Interesting about the potato in the recipe! Thanks for sharing. I’m glad you might find this sourdough recipe useful…maybe try it with the riced potato too someday.

Thanks for the reminder about the oven shelf height. I meant to mention to use a shelf one up from the bottom.

In the first bake I did that stuck, I used a lot of olive oil on the bare pan, but i also did a long final proof, cold overnight and 4 more hours warming up in the morning, so perhaps it got absorbed…

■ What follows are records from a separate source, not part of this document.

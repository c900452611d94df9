use fake::{Fake, faker::internet::en::SafeEmail};
use secrecy::ExposeSecret;
use serde_json::{Value, json};
use servicedesk_application::notifications::CONFIRM_EMAIL_SUBJECT;

use crate::helpers::{TestApp, callback_path};

#[tokio::test]
async fn should_redirect_to_login_after_registering() {
    let app = TestApp::new().await;

    let response = app.register("ada", "ada@example.com", "pass1").await;

    assert_eq!(response.status().as_u16(), 303);
    assert_eq!(response.headers()["location"], "/account/login");

    let email = app.last_email().await;
    assert_eq!(email.subject(), CONFIRM_EMAIL_SUBJECT);
    assert!(email.body().contains("/account/confirm-email?userId="));
}

#[tokio::test]
async fn should_return_409_for_duplicate_email() {
    let app = TestApp::new().await;
    let email: String = SafeEmail().fake();
    app.register("ada", &email, "pass1").await;

    let response = app
        .register("grace", &email.to_uppercase(), "pass1")
        .await;

    assert_eq!(response.status().as_u16(), 409);
    let body: Value = response.json().await.unwrap();
    assert_eq!(body["fields"][0]["field"], "email");
    assert_eq!(app.email_sender.sent().await.len(), 1);
}

#[tokio::test]
async fn should_return_409_for_duplicate_username() {
    let app = TestApp::new().await;
    app.register("ada", "ada@example.com", "pass1").await;

    let response = app.register("ADA", "other@example.com", "pass1").await;

    assert_eq!(response.status().as_u16(), 409);
    let body: Value = response.json().await.unwrap();
    assert_eq!(body["fields"][0]["field"], "userName");
}

#[tokio::test]
async fn should_return_400_for_invalid_registration() {
    let app = TestApp::new().await;

    let response = app
        .post_json(
            "/account/register",
            &json!({
                "userName": "ada",
                "email": "not-an-email",
                "name": "",
                "surname": "Lovelace",
                "password": "pass1",
                "confirmPassword": "pass2",
            }),
        )
        .await;

    assert_eq!(response.status().as_u16(), 400);
    let body: Value = response.json().await.unwrap();
    let fields: Vec<&str> = body["fields"]
        .as_array()
        .unwrap()
        .iter()
        .map(|f| f["field"].as_str().unwrap())
        .collect();
    assert!(fields.contains(&"email"));
    assert!(fields.contains(&"name"));
    assert!(fields.contains(&"confirmPassword"));
    assert!(app.email_sender.sent().await.is_empty());
}

#[tokio::test]
async fn should_confirm_email_from_link() {
    let app = TestApp::new().await;
    app.register("ada", "ada@example.com", "pass1").await;
    let link = callback_path(&app.last_email().await, &app.address);

    let response = app.get(&link).await;
    assert_eq!(response.status().as_u16(), 200);
    let body: Value = response.json().await.unwrap();
    assert_eq!(body["succeeded"], true);

    let reused = app.get(&link).await;
    let body: Value = reused.json().await.unwrap();
    assert_eq!(body["succeeded"], false);
}

#[tokio::test]
async fn should_redirect_home_when_confirmation_parameters_are_missing() {
    let app = TestApp::new().await;

    let response = app.get("/account/confirm-email").await;

    assert_eq!(response.status().as_u16(), 303);
    assert_eq!(response.headers()["location"], "/");
}

#[tokio::test]
async fn should_return_404_when_confirming_unknown_user() {
    let app = TestApp::new().await;
    let user_id = uuid::Uuid::new_v4();

    let response = app
        .get(&format!("/account/confirm-email?userId={user_id}&code=abc"))
        .await;

    assert_eq!(response.status().as_u16(), 404);
}

#[tokio::test]
async fn should_set_session_cookie_on_login() {
    let app = TestApp::new().await;
    app.register("ada", "ada@example.com", "pass1").await;

    let response = app.login("ada", "pass1").await;

    assert_eq!(response.status().as_u16(), 303);
    assert_eq!(response.headers()["location"], "/");
    assert!(app.session_cookie().is_some());
}

#[tokio::test]
async fn should_return_401_for_wrong_password() {
    let app = TestApp::new().await;
    app.register("ada", "ada@example.com", "pass1").await;

    let response = app.login("ada", "wrong").await;

    assert_eq!(response.status().as_u16(), 401);
    let body: Value = response.json().await.unwrap();
    assert_eq!(body["error"], "Invalid username or password.");
    assert!(app.session_cookie().is_none());
}

#[tokio::test]
async fn should_redirect_anonymous_profile_requests_to_login() {
    let app = TestApp::new().await;

    let response = app.get("/account/profile").await;

    assert_eq!(response.status().as_u16(), 303);
    assert_eq!(response.headers()["location"], "/account/login");
}

#[tokio::test]
async fn should_return_profile_for_signed_in_user() {
    let app = TestApp::new().await;
    app.signed_in("ada", "ada@example.com").await;

    let response = app.get("/account/profile").await;

    assert_eq!(response.status().as_u16(), 200);
    let body: Value = response.json().await.unwrap();
    assert_eq!(body["userName"], "ada");
    assert_eq!(body["email"], "ada@example.com");
    assert_eq!(body["emailConfirmed"], false);
}

#[tokio::test]
async fn should_resend_confirmation_after_email_change() {
    let app = TestApp::new().await;
    app.signed_in("ada", "ada@example.com").await;

    let response = app
        .post_json(
            "/account/profile",
            &json!({ "name": "Ada", "surname": "Lovelace", "email": "ada@new.example.com" }),
        )
        .await;

    assert_eq!(response.status().as_u16(), 200);
    let body: Value = response.json().await.unwrap();
    assert_eq!(body["emailChanged"], true);
    assert_eq!(body["profile"]["surname"], "Lovelace");

    let email = app.last_email().await;
    assert_eq!(email.recipients()[0].as_ref().expose_secret(), "ada@new.example.com");
}

#[tokio::test]
async fn should_invalidate_session_on_logout() {
    let app = TestApp::new().await;
    app.signed_in("ada", "ada@example.com").await;
    let token = app.session_cookie().unwrap();

    let response = app.post_json("/account/logout", &json!({})).await;
    assert_eq!(response.status().as_u16(), 303);
    assert!(app.session_cookie().is_none());

    let replayed = app
        .http_client
        .get(format!("{}/account/profile", app.address))
        .header("cookie", format!("{}={token}", crate::helpers::COOKIE_NAME))
        .send()
        .await
        .unwrap();
    assert_eq!(replayed.status().as_u16(), 303);
    assert_eq!(replayed.headers()["location"], "/account/login");
}

#[tokio::test]
async fn should_sign_out_after_password_update() {
    let app = TestApp::new().await;
    app.signed_in("ada", "ada@example.com").await;

    let response = app
        .post_json(
            "/account/update-password",
            &json!({
                "oldPassword": "pass1",
                "newPassword": "pass2",
                "confirmPassword": "pass2",
            }),
        )
        .await;

    assert_eq!(response.status().as_u16(), 303);
    assert_eq!(response.headers()["location"], "/account/login");
    assert!(app.session_cookie().is_none());

    assert_eq!(app.login("ada", "pass1").await.status().as_u16(), 401);
    assert_eq!(app.login("ada", "pass2").await.status().as_u16(), 303);
}

#[tokio::test]
async fn should_reject_password_update_with_wrong_old_password() {
    let app = TestApp::new().await;
    app.signed_in("ada", "ada@example.com").await;

    let response = app
        .post_json(
            "/account/update-password",
            &json!({
                "oldPassword": "nope1",
                "newPassword": "pass2",
                "confirmPassword": "pass2",
            }),
        )
        .await;

    assert_eq!(response.status().as_u16(), 400);
    assert!(app.session_cookie().is_some());
}

#[tokio::test]
async fn should_refresh_session_after_half_its_lifetime() {
    let app = TestApp::with_session_expiry(4).await;
    app.signed_in("ada", "ada@example.com").await;
    let issued = app.session_cookie().unwrap();

    let early = app.get("/account/profile").await;
    assert_eq!(early.status().as_u16(), 200);
    assert!(early.headers().get("set-cookie").is_none());

    tokio::time::sleep(std::time::Duration::from_millis(2100)).await;

    let late = app.get("/account/profile").await;
    assert_eq!(late.status().as_u16(), 200);
    assert!(late.headers().get("set-cookie").is_some());
    assert_ne!(app.session_cookie().unwrap(), issued);
}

Phyllis, is your family yeasted focaccia recipe approximately the same as Melissa’s with the exception of adding in or subbing riced potato for some of the flour? I would love to try it also! Thinking of using potato cooking water instead of whole potato since I don’t own a ricer. Thanks for your useful comment, too.

I thought the same thing when I saw that episode, and I made a dough (sourdough) that was similar to a ciabatta one. It would not hold the dimples. It was a little crusty. Tasty, though. I will try yours.

I recently purchased a focaccia loaf that had mashed potato in it which made for an oh, so moist loaf. Is there an amount (weight) of riced potato you use that is substituted for flour? I would enjoy making a potato version. Thank you, Karen

Karen,

The handwritten recipe I was given:

600 grams flour

1 envelope of yeast ( 2 1/4 tsp )

1 1/2 cups warm water

2 1/2 tsp. Salt

One large Yukon gold potato cooked, peeled and riced — I do save the water the potato is

cooked in and use it in the recipe. You could also grate the cooked potato on a boxed grater if you do not have a ricer.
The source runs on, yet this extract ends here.